(DATA PROVIDED begins)
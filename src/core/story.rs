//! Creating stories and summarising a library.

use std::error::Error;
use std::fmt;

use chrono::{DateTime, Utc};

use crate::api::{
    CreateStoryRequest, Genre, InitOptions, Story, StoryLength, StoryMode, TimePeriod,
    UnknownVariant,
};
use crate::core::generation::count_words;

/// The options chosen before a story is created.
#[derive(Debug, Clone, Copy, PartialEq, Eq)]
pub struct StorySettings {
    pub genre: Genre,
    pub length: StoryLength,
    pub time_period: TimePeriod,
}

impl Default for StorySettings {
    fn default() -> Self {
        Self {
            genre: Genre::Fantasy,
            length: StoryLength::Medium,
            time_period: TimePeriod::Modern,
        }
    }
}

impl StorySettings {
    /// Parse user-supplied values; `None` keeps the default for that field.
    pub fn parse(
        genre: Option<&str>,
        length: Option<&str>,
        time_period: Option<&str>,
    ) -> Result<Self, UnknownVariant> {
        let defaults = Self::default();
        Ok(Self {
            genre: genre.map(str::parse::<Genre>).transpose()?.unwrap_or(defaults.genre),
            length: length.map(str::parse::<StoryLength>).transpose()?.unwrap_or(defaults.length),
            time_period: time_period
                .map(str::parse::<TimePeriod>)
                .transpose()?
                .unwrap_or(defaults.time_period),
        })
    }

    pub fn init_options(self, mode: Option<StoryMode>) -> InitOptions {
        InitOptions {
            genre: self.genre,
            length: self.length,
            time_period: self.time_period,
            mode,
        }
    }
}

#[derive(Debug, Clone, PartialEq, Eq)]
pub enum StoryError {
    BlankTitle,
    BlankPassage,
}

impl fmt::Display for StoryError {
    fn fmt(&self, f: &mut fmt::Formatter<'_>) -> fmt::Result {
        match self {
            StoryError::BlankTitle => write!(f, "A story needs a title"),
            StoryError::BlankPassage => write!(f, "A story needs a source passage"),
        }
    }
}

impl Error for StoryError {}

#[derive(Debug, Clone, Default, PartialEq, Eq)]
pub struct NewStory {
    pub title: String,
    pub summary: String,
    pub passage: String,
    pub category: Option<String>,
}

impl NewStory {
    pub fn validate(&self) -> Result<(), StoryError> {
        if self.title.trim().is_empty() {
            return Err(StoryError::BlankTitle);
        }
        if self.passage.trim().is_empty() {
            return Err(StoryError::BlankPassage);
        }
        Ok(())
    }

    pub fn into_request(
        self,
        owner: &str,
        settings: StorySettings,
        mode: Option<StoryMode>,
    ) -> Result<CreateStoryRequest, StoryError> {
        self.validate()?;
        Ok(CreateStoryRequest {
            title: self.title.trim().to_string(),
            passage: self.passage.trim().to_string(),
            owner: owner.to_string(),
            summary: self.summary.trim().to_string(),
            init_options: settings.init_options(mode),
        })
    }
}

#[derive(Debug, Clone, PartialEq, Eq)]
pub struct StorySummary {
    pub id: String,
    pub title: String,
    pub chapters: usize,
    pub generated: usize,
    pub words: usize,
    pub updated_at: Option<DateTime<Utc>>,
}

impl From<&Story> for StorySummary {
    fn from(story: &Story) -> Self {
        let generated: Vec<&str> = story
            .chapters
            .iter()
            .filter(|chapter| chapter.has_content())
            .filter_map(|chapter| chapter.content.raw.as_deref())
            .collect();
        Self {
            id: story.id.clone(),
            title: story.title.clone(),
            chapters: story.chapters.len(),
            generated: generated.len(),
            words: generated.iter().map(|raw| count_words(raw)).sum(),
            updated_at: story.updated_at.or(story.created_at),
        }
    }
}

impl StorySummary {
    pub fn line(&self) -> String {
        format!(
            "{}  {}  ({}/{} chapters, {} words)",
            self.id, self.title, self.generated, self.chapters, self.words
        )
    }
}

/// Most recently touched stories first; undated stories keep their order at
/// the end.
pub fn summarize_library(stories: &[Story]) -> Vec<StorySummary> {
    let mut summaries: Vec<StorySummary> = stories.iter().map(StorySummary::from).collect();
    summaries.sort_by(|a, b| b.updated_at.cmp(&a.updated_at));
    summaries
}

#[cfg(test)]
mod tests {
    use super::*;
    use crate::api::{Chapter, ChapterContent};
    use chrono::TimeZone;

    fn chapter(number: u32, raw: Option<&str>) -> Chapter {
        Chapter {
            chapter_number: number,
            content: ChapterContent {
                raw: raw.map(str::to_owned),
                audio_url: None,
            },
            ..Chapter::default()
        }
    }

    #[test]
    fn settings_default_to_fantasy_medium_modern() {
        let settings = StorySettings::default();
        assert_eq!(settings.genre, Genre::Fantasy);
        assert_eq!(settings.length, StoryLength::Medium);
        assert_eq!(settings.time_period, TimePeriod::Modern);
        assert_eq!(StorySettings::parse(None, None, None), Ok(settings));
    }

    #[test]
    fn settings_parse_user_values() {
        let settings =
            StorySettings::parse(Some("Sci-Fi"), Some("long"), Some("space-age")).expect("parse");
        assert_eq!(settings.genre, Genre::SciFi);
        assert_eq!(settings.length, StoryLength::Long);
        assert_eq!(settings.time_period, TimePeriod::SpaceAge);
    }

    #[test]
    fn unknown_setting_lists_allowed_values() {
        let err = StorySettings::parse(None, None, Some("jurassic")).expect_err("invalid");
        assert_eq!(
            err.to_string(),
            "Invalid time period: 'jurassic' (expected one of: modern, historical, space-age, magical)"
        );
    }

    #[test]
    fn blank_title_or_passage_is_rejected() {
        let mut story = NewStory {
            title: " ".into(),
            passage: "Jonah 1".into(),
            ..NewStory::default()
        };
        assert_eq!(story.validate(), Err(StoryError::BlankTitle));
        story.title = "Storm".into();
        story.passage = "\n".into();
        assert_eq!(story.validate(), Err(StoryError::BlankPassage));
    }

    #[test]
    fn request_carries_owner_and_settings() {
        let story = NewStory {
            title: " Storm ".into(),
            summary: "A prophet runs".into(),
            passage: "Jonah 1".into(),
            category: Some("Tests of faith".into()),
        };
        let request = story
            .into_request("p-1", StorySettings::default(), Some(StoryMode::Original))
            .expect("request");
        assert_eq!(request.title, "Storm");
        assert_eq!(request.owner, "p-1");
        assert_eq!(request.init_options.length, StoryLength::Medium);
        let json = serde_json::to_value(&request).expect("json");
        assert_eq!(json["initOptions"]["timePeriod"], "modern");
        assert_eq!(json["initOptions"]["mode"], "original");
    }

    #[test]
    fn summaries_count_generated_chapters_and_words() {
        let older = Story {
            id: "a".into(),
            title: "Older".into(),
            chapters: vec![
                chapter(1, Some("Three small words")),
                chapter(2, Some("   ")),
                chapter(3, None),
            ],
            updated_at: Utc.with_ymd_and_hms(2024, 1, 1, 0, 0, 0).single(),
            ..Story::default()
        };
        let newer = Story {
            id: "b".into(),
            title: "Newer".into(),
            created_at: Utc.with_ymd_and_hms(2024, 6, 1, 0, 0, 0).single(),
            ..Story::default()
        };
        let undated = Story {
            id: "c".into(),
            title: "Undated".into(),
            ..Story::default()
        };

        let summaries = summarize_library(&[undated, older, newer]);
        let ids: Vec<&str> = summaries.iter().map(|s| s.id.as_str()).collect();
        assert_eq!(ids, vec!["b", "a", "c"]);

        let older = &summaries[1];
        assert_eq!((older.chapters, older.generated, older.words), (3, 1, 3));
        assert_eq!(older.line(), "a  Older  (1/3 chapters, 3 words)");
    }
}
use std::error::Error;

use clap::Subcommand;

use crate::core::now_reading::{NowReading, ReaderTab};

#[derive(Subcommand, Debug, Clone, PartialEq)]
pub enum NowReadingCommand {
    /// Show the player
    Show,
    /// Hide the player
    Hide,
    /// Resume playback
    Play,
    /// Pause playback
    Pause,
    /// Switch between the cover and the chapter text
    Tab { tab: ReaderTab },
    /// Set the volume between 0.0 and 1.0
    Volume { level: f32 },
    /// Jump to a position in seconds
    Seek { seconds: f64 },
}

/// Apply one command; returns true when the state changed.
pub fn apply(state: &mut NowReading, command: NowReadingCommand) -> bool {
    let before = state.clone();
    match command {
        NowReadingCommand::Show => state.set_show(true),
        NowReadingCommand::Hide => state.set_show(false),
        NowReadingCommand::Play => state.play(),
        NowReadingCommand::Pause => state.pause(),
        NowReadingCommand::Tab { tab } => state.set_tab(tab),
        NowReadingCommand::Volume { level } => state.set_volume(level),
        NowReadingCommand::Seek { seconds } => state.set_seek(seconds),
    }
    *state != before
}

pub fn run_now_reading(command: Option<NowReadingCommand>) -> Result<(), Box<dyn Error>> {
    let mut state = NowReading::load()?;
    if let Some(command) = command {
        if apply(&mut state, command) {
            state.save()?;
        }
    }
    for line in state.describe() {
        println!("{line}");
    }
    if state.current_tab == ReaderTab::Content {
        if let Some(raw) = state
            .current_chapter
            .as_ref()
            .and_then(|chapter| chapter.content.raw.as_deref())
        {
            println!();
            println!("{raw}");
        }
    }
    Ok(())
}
(DATA PROVIDED ends)
## EXERCISE OBJECTIVE
Every line above with the word "number" belongs in the answer, copied as written.

## ANSWER SPACE
    fn chapter(number: u32, raw: Option<&str>) -> Chapter {
            chapter_number: number,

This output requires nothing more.